■ The task ■
Once you reach the line that contains "self.new_record = self", retype it and every line after it exactly, ending with the last line of the entries.
Data records Start Marker
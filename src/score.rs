//! Scoring: (n - 2)^2 per removed region of n tiles.

/// Score for removing `n` tiles at once. Zero below two tiles; saturates at `u32::MAX`.
pub fn score_for_removal(n: usize) -> u32 {
    u32::try_from(n)
        .unwrap_or(u32::MAX)
        .saturating_sub(2)
        .saturating_pow(2)
}

/// Running total for one game. Never decreases until reset.
#[derive(Debug, Clone, Copy, Default, PartialEq, Eq)]
pub struct ScoreKeeper {
    total: u32,
    removals: u32,
}

impl ScoreKeeper {
    pub fn total(&self) -> u32 {
        self.total
    }

    /// Regions removed this game.
    pub fn removals(&self) -> u32 {
        self.removals
    }

    pub fn add_score(&mut self, delta: u32) {
        self.total = self.total.saturating_add(delta);
    }

    /// Credit a removal of `n` tiles and return the delta.
    pub fn record_removal(&mut self, n: usize) -> u32 {
        let delta = score_for_removal(n);
        self.add_score(delta);
        self.removals += 1;
        delta
    }

    pub fn reset(&mut self) {
        *self = Self::default();
    }
}

#[cfg(test)]
mod tests {
    use super::*;

    #[test]
    fn test_score_formula() {
        let expected = [0, 0, 0, 1, 4, 9];
        for (n, want) in expected.into_iter().enumerate() {
            assert_eq!(score_for_removal(n), want, "n = {n}");
        }
        assert_eq!(score_for_removal(500), 498 * 498);
    }

    #[test]
    fn test_score_saturates_for_huge_regions() {
        assert_eq!(score_for_removal(65_537), 65_535 * 65_535);
        assert_eq!(score_for_removal(70_000), u32::MAX);
        assert_eq!(score_for_removal(usize::MAX), u32::MAX);
        assert_eq!(score_for_removal(u32::MAX as usize + 3), u32::MAX);
    }

    #[test]
    fn test_keeper_accumulates() {
        let mut keeper = ScoreKeeper::default();
        assert_eq!(keeper.record_removal(4), 4);
        assert_eq!(keeper.record_removal(2), 0);
        assert_eq!(keeper.record_removal(7), 25);
        assert_eq!(keeper.total(), 29);
        assert_eq!(keeper.removals(), 3);
        keeper.reset();
        assert_eq!(keeper, ScoreKeeper::default());
    }
}
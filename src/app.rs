//! App: terminal init, main loop, screens and input dispatch.

use crate::GameConfig;
use crate::board::{self, BoardConfig, Pos};
use crate::game::{Command, GameState, Outcome};
use crate::highscores::HighScores;
use crate::input::{Action, key_to_action, mouse_to_action};
use crate::theme::Theme;
use anyhow::Result;
use crossterm::event::{self, Event, KeyEventKind};
use ratatui::DefaultTerminal;
use ratatui::layout::Rect;
use std::time::{Duration, Instant};
use tachyonfx::Effect;
use tracing::{debug, info, warn};

/// Target frame time (~60 FPS).
const FRAME_MS: u64 = 16;

#[derive(Debug, Clone, Copy, PartialEq, Eq)]
pub enum Screen {
    Menu,
    Settings,
    Playing,
}

#[derive(Debug, Clone, Copy, PartialEq, Eq)]
pub enum MenuItem {
    Start,
    Settings,
    Exit,
}

impl MenuItem {
    pub const ALL: [Self; 3] = [Self::Start, Self::Settings, Self::Exit];

    fn next(self) -> Self {
        match self {
            Self::Start => Self::Settings,
            Self::Settings => Self::Exit,
            Self::Exit => Self::Start,
        }
    }

    fn prev(self) -> Self {
        match self {
            Self::Start => Self::Exit,
            Self::Settings => Self::Start,
            Self::Exit => Self::Settings,
        }
    }
}

#[derive(Debug, Clone, PartialEq, Eq)]
pub struct MenuState {
    pub selected: MenuItem,
    pub animation_start: Instant,
}

impl Default for MenuState {
    fn default() -> Self {
        Self {
            selected: MenuItem::Start,
            animation_start: Instant::now(),
        }
    }
}

#[derive(Debug, Clone, Copy, PartialEq, Eq)]
pub enum SettingsField {
    Colors,
    Width,
    Height,
    Back,
}

/// Draft board configuration edited on the settings screen. Always within
/// bounds; applied when a game is started from the menu.
#[derive(Debug, Clone, PartialEq, Eq)]
pub struct SettingsState {
    pub field: SettingsField,
    pub colors: u8,
    pub width: usize,
    pub height: usize,
}

impl SettingsState {
    fn from_config(config: BoardConfig) -> Self {
        Self {
            field: SettingsField::Colors,
            colors: config.num_colors(),
            width: config.width(),
            height: config.height(),
        }
    }

    fn next_field(&mut self) {
        self.field = match self.field {
            SettingsField::Colors => SettingsField::Width,
            SettingsField::Width => SettingsField::Height,
            SettingsField::Height => SettingsField::Back,
            SettingsField::Back => SettingsField::Colors,
        };
    }

    fn prev_field(&mut self) {
        self.field = match self.field {
            SettingsField::Colors => SettingsField::Back,
            SettingsField::Width => SettingsField::Colors,
            SettingsField::Height => SettingsField::Width,
            SettingsField::Back => SettingsField::Height,
        };
    }

    /// Step the current field by one, clamped to the board bounds.
    fn adjust(&mut self, up: bool) {
        match self.field {
            SettingsField::Colors => {
                self.colors = step(self.colors, up).clamp(board::MIN_COLORS, board::PALETTE_SIZE);
            }
            SettingsField::Width => {
                self.width = step(self.width, up).clamp(board::MIN_WIDTH, board::MAX_WIDTH);
            }
            SettingsField::Height => {
                self.height = step(self.height, up).clamp(board::MIN_HEIGHT, board::MAX_HEIGHT);
            }
            SettingsField::Back => {}
        }
    }
}

fn step<T>(value: T, up: bool) -> T
where
    T: Copy + std::ops::Add<Output = T> + std::ops::Sub<Output = T> + From<u8>,
{
    if up {
        value + T::from(1)
    } else {
        value - T::from(1)
    }
}

pub struct App {
    config: GameConfig,
    theme: Theme,
    state: GameState,
    screen: Screen,
    cursor: Pos,
    menu: MenuState,
    settings: SettingsState,
    high_scores: HighScores,
    /// The finished game beat the stored best for its configuration.
    new_record: bool,
    last_outcome: Option<Outcome>,
    /// Terminal area of the last frame, for mouse hit testing.
    last_area: Rect,
    /// TachyonFX fade over the board once no moves are left.
    game_over_effect: Option<Effect>,
    /// Last time we processed the game-over effect (for delta).
    game_over_effect_process_time: Option<Instant>,
}

impl App {
    pub fn new(config: GameConfig, theme: Theme, no_menu: bool, high_scores: HighScores) -> Self {
        let state = GameState::new(config.board, config.seed);
        let settings = SettingsState::from_config(config.board);
        let screen = if no_menu {
            Screen::Playing
        } else {
            Screen::Menu
        };
        let mut app = Self {
            config,
            theme,
            state,
            screen,
            cursor: Pos::new(0, 0),
            menu: MenuState::default(),
            settings,
            high_scores,
            new_record: false,
            last_outcome: None,
            last_area: Rect::default(),
            game_over_effect: None,
            game_over_effect_process_time: None,
        };
        app.reset_cursor();
        app
    }

    pub fn run(&mut self) -> Result<()> {
        use crossterm::{
            event::{DisableMouseCapture, EnableMouseCapture},
            execute,
            terminal::{EnterAlternateScreen, LeaveAlternateScreen, disable_raw_mode, enable_raw_mode},
        };

        enable_raw_mode()?;
        let mut stdout = std::io::stdout();
        execute!(stdout, EnterAlternateScreen, EnableMouseCapture)?;

        let mut terminal =
            ratatui::DefaultTerminal::new(ratatui::backend::CrosstermBackend::new(stdout))?;

        let result = self.run_loop(&mut terminal);

        // Restore
        execute!(std::io::stdout(), DisableMouseCapture, LeaveAlternateScreen)?;
        disable_raw_mode()?;
        info!(seed = ?self.config.seed, "exiting");

        result
    }

    fn run_loop(&mut self, terminal: &mut DefaultTerminal) -> Result<()> {
        let frame_duration = Duration::from_millis(FRAME_MS);
        let mut last_frame = Instant::now();
        loop {
            let now = Instant::now();
            let elapsed = now.duration_since(last_frame);
            last_frame = now;
            self.state.tick_popups(elapsed.as_millis().min(u32::MAX as u128) as u32);

            let best = self.high_scores.best(self.state.config());
            let mut area = Rect::default();
            terminal.draw(|f| {
                area = f.area();
                crate::ui::draw(
                    f,
                    self.screen,
                    &self.state,
                    &self.theme,
                    &self.menu,
                    &self.settings,
                    self.cursor,
                    best,
                    self.new_record,
                    self.last_outcome,
                    &mut self.game_over_effect,
                    &mut self.game_over_effect_process_time,
                    now,
                );
            })?;
            self.last_area = area;

            let timeout = frame_duration.saturating_sub(now.elapsed());
            if event::poll(timeout)? {
                while event::poll(Duration::ZERO)? {
                    let action = match event::read()? {
                        // Only presses; some terminals also report releases.
                        Event::Key(key) if key.kind == KeyEventKind::Press => key_to_action(key),
                        Event::Mouse(mouse) => mouse_to_action(mouse),
                        _ => Action::None,
                    };
                    if self.on_action(action) {
                        return Ok(());
                    }
                }
            }
        }
    }

    /// Dispatch one action to the current screen. Returns true to exit.
    fn on_action(&mut self, action: Action) -> bool {
        match self.screen {
            Screen::Menu => return self.on_menu_action(action),
            Screen::Settings => self.on_settings_action(action),
            Screen::Playing => self.on_play_action(action),
        }
        false
    }

    fn on_menu_action(&mut self, action: Action) -> bool {
        match action {
            Action::Up | Action::Left => self.menu.selected = self.menu.selected.prev(),
            Action::Down | Action::Right => self.menu.selected = self.menu.selected.next(),
            Action::Activate => match self.menu.selected {
                MenuItem::Start => self.start_game(),
                MenuItem::Settings => self.screen = Screen::Settings,
                MenuItem::Exit => return true,
            },
            Action::Quit => return true,
            Action::Click { .. } | Action::Reset | Action::None => {}
        }
        false
    }

    fn on_settings_action(&mut self, action: Action) {
        match action {
            Action::Up => self.settings.prev_field(),
            Action::Down => self.settings.next_field(),
            Action::Left => self.settings.adjust(false),
            Action::Right => self.settings.adjust(true),
            Action::Activate if self.settings.field != SettingsField::Back => {
                self.settings.next_field();
            }
            Action::Activate | Action::Quit => self.back_to_menu(),
            Action::Click { .. } | Action::Reset | Action::None => {}
        }
    }

    fn on_play_action(&mut self, action: Action) {
        match action {
            Action::Up => self.move_cursor(-1, 0),
            Action::Down => self.move_cursor(1, 0),
            Action::Left => self.move_cursor(0, -1),
            Action::Right => self.move_cursor(0, 1),
            Action::Activate => self.send(Command::CellActivated(self.cursor)),
            Action::Click { column, row } => {
                if let Some(pos) = crate::ui::cell_at(self.last_area, self.state.board(), column, row)
                {
                    self.cursor = pos;
                    self.send(Command::CellActivated(pos));
                }
            }
            Action::Reset => self.send(Command::Reset),
            Action::Quit => self.back_to_menu(),
            Action::None => {}
        }
    }

    /// Start a game from the menu with the configuration from the settings screen.
    fn start_game(&mut self) {
        self.send(Command::Reconfigure {
            width: self.settings.width,
            height: self.settings.height,
            num_colors: self.settings.colors,
        });
        self.screen = Screen::Playing;
    }

    fn back_to_menu(&mut self) {
        self.screen = Screen::Menu;
        self.menu.animation_start = Instant::now();
    }

    fn send(&mut self, command: Command) {
        let was_over = self.state.is_over();
        match self.state.handle(command) {
            Ok(outcome) => {
                debug!(?outcome, phase = ?self.state.phase(), "command handled");
                self.last_outcome = Some(outcome);
                if outcome == Outcome::Reset {
                    self.new_record = false;
                    self.game_over_effect = None;
                    self.game_over_effect_process_time = None;
                    self.reset_cursor();
                }
                if !was_over && self.state.is_over() {
                    self.record_score();
                }
            }
            Err(err) => warn!(%err, "command rejected"),
        }
    }

    fn record_score(&mut self) {
        self.new_record = self
            .high_scores
            .submit(self.state.config(), self.state.score());
        if self.new_record {
            info!(score = self.state.score(), "new best score");
            if let Err(err) = self.high_scores.save() {
                warn!("could not save high scores: {err:#}");
            }
        }
    }

    /// Bottom-left: where tiles settle.
    fn reset_cursor(&mut self) {
        self.cursor = Pos::new(self.state.board().height().saturating_sub(1), 0);
    }

    fn move_cursor(&mut self, d_row: isize, d_col: isize) {
        let board = self.state.board();
        self.cursor = Pos::new(
            self.cursor
                .row
                .saturating_add_signed(d_row)
                .min(board.height().saturating_sub(1)),
            self.cursor
                .col
                .saturating_add_signed(d_col)
                .min(board.width().saturating_sub(1)),
        );
    }
}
Data records End Marker
■ Solution to the exercise ■
        self.new_record = self
            .high_scores
            .submit(self.state.config(), self.state.score());
        if self.new_record {
            info!(score = self.state.score(), "new best score");
            if let Err(err) = self.high_scores.save() {
                warn!("could not save high scores: {err:#}");
            }
        }
    }

    /// Bottom-left: where tiles settle.
    fn reset_cursor(&mut self) {
        self.cursor = Pos::new(self.state.board().height().saturating_sub(1), 0);
    }

    fn move_cursor(&mut self, d_row: isize, d_col: isize) {
        let board = self.state.board();
        self.cursor = Pos::new(
            self.cursor
                .row
                .saturating_add_signed(d_row)
                .min(board.height().saturating_sub(1)),
            self.cursor
                .col
                .saturating_add_signed(d_col)
                .min(board.width().saturating_sub(1)),
        );
    }
}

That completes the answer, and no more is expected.